Stored items:
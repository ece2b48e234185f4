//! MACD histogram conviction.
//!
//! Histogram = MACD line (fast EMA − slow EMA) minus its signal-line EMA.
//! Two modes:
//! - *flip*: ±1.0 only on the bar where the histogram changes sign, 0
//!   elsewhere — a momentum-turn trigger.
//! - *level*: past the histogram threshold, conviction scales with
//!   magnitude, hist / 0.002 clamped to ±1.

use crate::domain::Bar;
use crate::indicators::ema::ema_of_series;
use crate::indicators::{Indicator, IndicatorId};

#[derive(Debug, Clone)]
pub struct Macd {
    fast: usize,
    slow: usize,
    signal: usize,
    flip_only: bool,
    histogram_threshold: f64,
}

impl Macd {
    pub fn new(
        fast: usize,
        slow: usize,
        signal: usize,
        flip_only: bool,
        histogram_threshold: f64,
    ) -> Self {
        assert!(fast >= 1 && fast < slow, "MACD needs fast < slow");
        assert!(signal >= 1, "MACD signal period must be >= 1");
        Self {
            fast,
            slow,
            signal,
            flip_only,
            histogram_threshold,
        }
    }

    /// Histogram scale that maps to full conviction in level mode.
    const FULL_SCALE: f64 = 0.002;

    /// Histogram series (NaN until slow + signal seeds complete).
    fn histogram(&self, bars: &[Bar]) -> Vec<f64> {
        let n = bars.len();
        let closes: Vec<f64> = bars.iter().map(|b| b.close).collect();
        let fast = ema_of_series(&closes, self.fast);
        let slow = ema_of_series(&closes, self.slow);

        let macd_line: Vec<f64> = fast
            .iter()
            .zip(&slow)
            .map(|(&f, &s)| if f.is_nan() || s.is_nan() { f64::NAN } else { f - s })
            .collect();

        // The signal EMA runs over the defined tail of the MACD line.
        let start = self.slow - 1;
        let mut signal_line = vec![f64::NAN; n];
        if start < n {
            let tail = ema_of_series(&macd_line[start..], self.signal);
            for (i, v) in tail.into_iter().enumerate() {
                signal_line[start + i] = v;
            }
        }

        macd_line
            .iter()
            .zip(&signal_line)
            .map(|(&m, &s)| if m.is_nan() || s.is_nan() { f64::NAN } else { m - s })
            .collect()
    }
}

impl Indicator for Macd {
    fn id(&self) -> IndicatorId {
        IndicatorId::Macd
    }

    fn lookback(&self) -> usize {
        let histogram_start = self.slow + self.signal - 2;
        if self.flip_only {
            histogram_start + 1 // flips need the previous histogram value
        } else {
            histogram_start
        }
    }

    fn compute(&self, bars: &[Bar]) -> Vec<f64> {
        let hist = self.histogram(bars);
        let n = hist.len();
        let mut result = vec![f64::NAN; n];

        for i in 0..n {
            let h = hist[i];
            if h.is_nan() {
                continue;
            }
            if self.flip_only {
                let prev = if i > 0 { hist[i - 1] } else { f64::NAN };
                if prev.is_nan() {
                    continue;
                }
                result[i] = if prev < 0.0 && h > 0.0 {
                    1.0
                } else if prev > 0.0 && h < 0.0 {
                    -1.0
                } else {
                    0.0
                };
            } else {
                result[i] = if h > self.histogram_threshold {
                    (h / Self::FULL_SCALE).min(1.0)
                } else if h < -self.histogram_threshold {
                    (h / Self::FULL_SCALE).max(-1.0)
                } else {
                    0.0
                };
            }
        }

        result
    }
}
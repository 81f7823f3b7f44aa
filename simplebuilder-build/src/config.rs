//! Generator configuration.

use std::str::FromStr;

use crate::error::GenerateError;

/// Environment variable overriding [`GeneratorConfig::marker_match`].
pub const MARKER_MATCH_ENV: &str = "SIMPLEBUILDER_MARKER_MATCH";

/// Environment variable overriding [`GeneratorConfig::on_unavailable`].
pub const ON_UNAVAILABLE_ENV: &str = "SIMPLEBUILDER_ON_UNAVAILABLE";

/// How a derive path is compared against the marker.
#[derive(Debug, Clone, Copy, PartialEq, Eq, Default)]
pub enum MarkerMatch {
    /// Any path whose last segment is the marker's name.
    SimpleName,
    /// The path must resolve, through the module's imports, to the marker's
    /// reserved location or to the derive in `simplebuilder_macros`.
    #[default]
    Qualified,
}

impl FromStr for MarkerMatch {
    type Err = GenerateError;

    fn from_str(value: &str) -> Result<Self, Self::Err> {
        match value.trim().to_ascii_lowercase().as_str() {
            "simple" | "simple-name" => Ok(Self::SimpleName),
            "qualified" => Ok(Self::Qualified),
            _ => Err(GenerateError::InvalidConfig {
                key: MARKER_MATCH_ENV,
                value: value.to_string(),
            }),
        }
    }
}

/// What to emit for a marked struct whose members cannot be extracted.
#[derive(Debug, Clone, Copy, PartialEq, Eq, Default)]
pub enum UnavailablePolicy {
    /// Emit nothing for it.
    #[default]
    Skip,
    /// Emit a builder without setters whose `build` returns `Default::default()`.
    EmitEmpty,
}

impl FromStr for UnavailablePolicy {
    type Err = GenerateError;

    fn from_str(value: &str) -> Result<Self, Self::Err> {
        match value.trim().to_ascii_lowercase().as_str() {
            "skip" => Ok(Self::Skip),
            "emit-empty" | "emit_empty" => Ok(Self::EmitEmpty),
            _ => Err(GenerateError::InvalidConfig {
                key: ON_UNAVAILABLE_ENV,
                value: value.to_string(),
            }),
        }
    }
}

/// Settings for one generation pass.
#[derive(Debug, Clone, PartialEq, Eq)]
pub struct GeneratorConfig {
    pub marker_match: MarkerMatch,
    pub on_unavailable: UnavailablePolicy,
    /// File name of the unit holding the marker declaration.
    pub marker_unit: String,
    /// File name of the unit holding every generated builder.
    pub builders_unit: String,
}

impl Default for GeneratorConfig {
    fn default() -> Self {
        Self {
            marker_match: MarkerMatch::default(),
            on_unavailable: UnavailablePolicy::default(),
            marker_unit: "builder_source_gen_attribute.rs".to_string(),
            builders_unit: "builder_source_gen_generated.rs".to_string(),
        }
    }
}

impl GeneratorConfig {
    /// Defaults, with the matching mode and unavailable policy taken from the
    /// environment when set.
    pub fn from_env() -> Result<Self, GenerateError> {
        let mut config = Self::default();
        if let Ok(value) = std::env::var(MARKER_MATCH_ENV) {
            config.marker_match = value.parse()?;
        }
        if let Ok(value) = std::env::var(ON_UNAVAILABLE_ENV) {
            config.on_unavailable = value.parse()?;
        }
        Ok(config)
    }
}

• Task description:
The answer should hold only the lines from the start of the records above through the line containing "use crate::domain::Bar;", each set down exactly.

• Answer to this problem:
repository ece2b48e234185f4
//! MACD histogram conviction.
//!
//! Histogram = MACD line (fast EMA − slow EMA) minus its signal-line EMA.
//! Two modes:
//! - *flip*: ±1.0 only on the bar where the histogram changes sign, 0
//!   elsewhere — a momentum-turn trigger.
//! - *level*: past the histogram threshold, conviction scales with
//!   magnitude, hist / 0.002 clamped to ±1.

use crate::domain::Bar;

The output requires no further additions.